The majority of its residents are dedicated to agricultural activities and animal husbandry, including a factory that is linked to meat processing services (Salsiçor).

In addition, the site continues to be served by two small fishing ports, that supports small subsistence or artesnal fishing practices. At the eastern border, just after the lookout, is a winding dirt road that leads to the old port of Feteiras, while near the western edge of the parish (at the end of Canada do Porto) is the more recent entrepot and natural pool.

==Architecture==
Situated in the centre of the more densely populated section of the town is a marble fountain, in the Largo de Santa Luzia. Consisting of four taps, oriented to the cardinal positions of the island, some believe that the structure was a regal gift from Lisbon, that was given to the community of Ponta Delgada (sometime in the 19th century), but which was later transferred to the community of Feteira.

==Culture==
Festivities in celebrating the Santissmo Sacramento are celebrated on the first Sunday of September, while religious celebrations marking the patron saint occur in December, in addition to annual Holy Spirit rituals throughout the summer.

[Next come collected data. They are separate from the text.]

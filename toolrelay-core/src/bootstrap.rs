//! Configuration loading

use anyhow::Result;

use crate::Config;

/// Load configuration from a config file or environment variables
///
/// Config file search order:
/// 1. explicit path (CLI flag)
/// 2. `TOOLRELAY_CONFIG_PATH` environment variable
/// 3. ./config.yaml (current working directory)
/// 4. /config/config.yaml (Kubernetes mount path)
/// 5. Fall back to environment variables only
///
/// Logging is not initialized yet when this runs, so progress goes to stderr.
pub fn load_config(explicit_path: Option<&str>) -> Result<Config> {
    let config_path = explicit_path
        .map(str::to_string)
        .or_else(|| {
            std::env::var("TOOLRELAY_CONFIG_PATH")
                .ok()
                .filter(|p| std::path::Path::new(p).exists())
        })
        .or_else(|| {
            ["config.yaml", "/config/config.yaml"]
                .into_iter()
                .find(|p| std::path::Path::new(p).exists())
                .map(str::to_string)
        });

    let config = if let Some(path) = config_path {
        eprintln!("Loading config from {path}");
        Config::from_file(&path)
            .map_err(|e| anyhow::anyhow!("Failed to load {path}: {e}"))?
    } else {
        eprintln!("No config file found, using environment variables");
        Config::from_env().map_err(|e| anyhow::anyhow!("Failed to load config: {e}"))?
    };

    Ok(config)
}

/// Validate a loaded configuration, folding every problem into one error.
pub fn ensure_valid(config: &Config) -> Result<()> {
    if let Err(errors) = config.validate() {
        return Err(crate::Error::Configuration(format!(
            "validation failed with {} error(s): {}",
            errors.len(),
            errors.join("; ")
        ))
        .into());
    }
    Ok(())
}

#[cfg(test)]
mod tests {
    use super::*;

    #[test]
    fn test_ensure_valid_reports_all_errors() {
        let mut config = Config::default();
        config.logging.format = "xml".to_string();
        let err = ensure_valid(&config).unwrap_err().to_string();
        assert!(err.contains("2 error(s)"));
        assert!(err.contains("broker.url"));
        assert!(err.contains("logging.format"));
    }
}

The events of the Holy Spirit feasts include an ethnographic procession that includes oxe-driven carts, sharing of sweet bread and wine, the traditional crowning on Sunday and a competition celebrating the best recipes of Massa Sovada (traditional sweet bread). Also associated with the latent religious community is the annual Tradicional Churrasco de São Pedro (Traditional St. Peters Barbeque), an event that brings together the local population for music, children's events, and celebration of local gastronomy and drink.